- Problem
Search the data below, and report every line in which "hardware" occurs.

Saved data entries
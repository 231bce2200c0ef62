//! Device backends for the cart.
//!
//! The simulated devices are always built and are what the CLI uses unless
//! the `hardware` feature is enabled. They log through `tracing` so a
//! simulated run reads like a hardware trace.

pub mod error;
pub mod scanner;
pub mod sim;

#[cfg(feature = "hardware")]
pub mod gpio;

pub use scanner::FileScanner;
pub use sim::{SimTarget, SimulatedAlert, SimulatedCatalog, SimulatedMotor, SimulatedProximity};

#[cfg(feature = "hardware")]
pub use gpio::{GpioAlert, GpioMotor, Mcp3008Proximity, MotorPins};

- Result
//! the `hardware` feature is enabled. They log through `tracing` so a
//! simulated run reads like a hardware trace.
#[cfg(feature = "hardware")]
#[cfg(feature = "hardware")]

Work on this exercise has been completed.